George Corrie. Living the blues…
By Artem Sahaidak and Elizabeth Jarrard
The Internet has divided the music industry into two historical segments: “before,” and “after.” “Before” the advent of the Internet and streaming platforms that followed soon after, musicians couldn’t even conceive of such a thing, let alone prepare for the “big explosion” that would ensue as digital media platforms vied for their content. Myriad ways of sharing content meant it made wider exposure an easier process. Fans could follow, listen, stream. But the inevitable drawback of all this content was that it quickly became less profitable for musicians to share and publish their content for digital listeners. Nearly two decades later, musicians continue to feel the financial pinch. Pindify enters stage left. This is good news. Every day talented musicians from around the globe join Pindify to publish their premium content where fair and transparent earnings distributions are honored. It’s about time.
George Corrie is one such musician who has joined our platform - a collaborative and supportive community of creatives, entertainers, artists, and mongers of all sorts. Hailing from the U.K. and now residing in Denmark, Mr. Corrie has taken on the mantle of a blues musician and created his own unique blues sound.
The germination of George Corrie...
George grew up in Northern England and anybody who knows anything about music knows Northern England spawns some of the planet’s moodiest, creative musicians. Maybe it’s the oil in the fish and chips fryer or the gloomy weather, but George was never short of inspiration. Live music abounded at pubs and small music venues. At the tender age of seven, he remembers thinking he’d like to be on stage one day, too. And someone who was very wise and influential in George’s life gave him a vinyl Adam Ant record. Now that’s true love. George made his best efforts to imitate Adam Ant’s sticky, rich vox he heard beat out from the record.

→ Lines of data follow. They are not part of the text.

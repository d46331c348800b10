//! World coordinates and the actuation surface destructibles act on.

use parking_lot::Mutex;
use serde::{Deserialize, Serialize};
use std::sync::Arc;

/// Block position in a dimension of the world.
#[derive(Debug, Clone, Copy, PartialEq, Eq, Hash, Default, Serialize, Deserialize)]
pub struct Coordinate {
    /// East-west axis.
    pub x: i32,
    /// Vertical axis.
    pub y: i32,
    /// North-south axis.
    pub z: i32,
    /// Dimension identifier.
    pub dimension: i32,
}

impl Coordinate {
    /// Create a coordinate.
    #[must_use]
    pub const fn new(x: i32, y: i32, z: i32, dimension: i32) -> Self {
        Self { x, y, z, dimension }
    }
}

impl std::fmt::Display for Coordinate {
    fn fmt(&self, f: &mut std::fmt::Formatter<'_>) -> std::fmt::Result {
        write!(
            f,
            "x={} y={} z={} dim={}",
            self.x, self.y, self.z, self.dimension
        )
    }
}

/// The parts of the world a destructible may change.
pub trait World {
    /// Detonate an explosion of `strength` centred on `at`.
    fn explode(&mut self, at: Coordinate, strength: f32);

    /// Replace the block at `at` with air.
    fn clear_block(&mut self, at: Coordinate);
}

impl<W: World + ?Sized> World for Arc<Mutex<W>> {
    fn explode(&mut self, at: Coordinate, strength: f32) {
        self.lock().explode(at, strength);
    }

    fn clear_block(&mut self, at: Coordinate) {
        self.lock().clear_block(at);
    }
}

impl<W: World + ?Sized> World for &mut W {
    fn explode(&mut self, at: Coordinate, strength: f32) {
        (**self).explode(at, strength);
    }

    fn clear_block(&mut self, at: Coordinate) {
        (**self).clear_block(at);
    }
}

#[cfg(test)]
mod tests {
    use super::*;

    #[test]
    fn test_coordinate_display() {
        let at = Coordinate::new(12, 64, -3, 0);
        assert_eq!(at.to_string(), "x=12 y=64 z=-3 dim=0");
    }
}
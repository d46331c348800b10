//! Per-instance decay jitter.
//!
//! Every watchdog drains its budget at a slightly different rate so that many
//! identically configured watchdogs hit by the same excursion do not all fire
//! on the same tick. The rate is drawn once, at construction, from an
//! injectable random source.

use rand::rngs::StdRng;
use rand::{Rng, SeedableRng};
use serde::{Deserialize, Serialize};

use crate::error::{WatchdogError, WatchdogResult};

/// Lower end of the jitter range.
pub const JITTER_MIN: f64 = 0.5;

/// Upper end of the jitter range.
pub const JITTER_MAX: f64 = 1.5;

/// Multiplier applied to the integrator drain of one watchdog.
#[derive(Debug, Clone, Copy, PartialEq, Serialize, Deserialize)]
#[serde(try_from = "f64", into = "f64")]
pub struct Jitter(f64);

impl Jitter {
    /// Jitter that leaves the drain untouched.
    pub const NEUTRAL: Self = Self(1.0);

    /// Draw a rate uniformly from `[JITTER_MIN, JITTER_MAX]`.
    pub fn from_rng<R: Rng>(rng: &mut R) -> Self {
        Self(rng.random_range(JITTER_MIN..=JITTER_MAX))
    }

    /// Draw a rate from a deterministic generator seeded with `seed`.
    #[must_use]
    pub fn seeded(seed: u64) -> Self {
        Self::from_rng(&mut StdRng::seed_from_u64(seed))
    }

    /// Draw a rate from the thread-local generator.
    #[must_use]
    pub fn random() -> Self {
        Self::from_rng(&mut rand::rng())
    }

    /// Use an explicit rate from `[JITTER_MIN, JITTER_MAX]`.
    ///
    /// # Errors
    ///
    /// Returns an error if `rate` lies outside the jitter range or is NaN.
    pub fn fixed(rate: f64) -> WatchdogResult<Self> {
        if !(JITTER_MIN..=JITTER_MAX).contains(&rate) {
            return Err(WatchdogError::invalid_configuration(format!(
                "jitter rate {rate} outside [{JITTER_MIN}, {JITTER_MAX}]"
            )));
        }
        Ok(Self(rate))
    }

    /// The multiplier value.
    #[must_use]
    pub fn rate(self) -> f64 {
        self.0
    }
}

impl TryFrom<f64> for Jitter {
    type Error = WatchdogError;

    fn try_from(rate: f64) -> WatchdogResult<Self> {
        Self::fixed(rate)
    }
}

impl From<Jitter> for f64 {
    fn from(jitter: Jitter) -> Self {
        jitter.0
    }
}

impl Default for Jitter {
    fn default() -> Self {
        Self::random()
    }
}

“I remember I would take my mother’s big yellow plastic washing basket it was short in height and wide in diameter so it had a big bass tone when I hit it with a pair of her wooden knitting needles. I would try to recreate the drums, I loved that—it drove my parents crackers!”
George started his journey as a student of the guitar at the tender age of twelve. It was a fascinating process for him to learn basic guitar chords while listening to a cassette player. He’d listen to a particular song over and over again. Turning the cassette tape over, rewinding, and replaying it until he learned to pick up the changes effortlessly. These were before the days of YouTube. Imagine all that analog learning. That’s dedication! He was always surrounded by his friends who, like him, were obsessed with music. This study led him to the inevitable. The most legitimate teenage rite of passage: play in a band.
“By the time I was 18, I was playing bass for a “Ska band” eventually moving on to playing bass for Blues bands and forming an original Indie Rock band. I was constantly out singing, playing guitar and bass live a lot going on to support bigger acts and being signed to a management firm in Liverpool for a brief period of time.”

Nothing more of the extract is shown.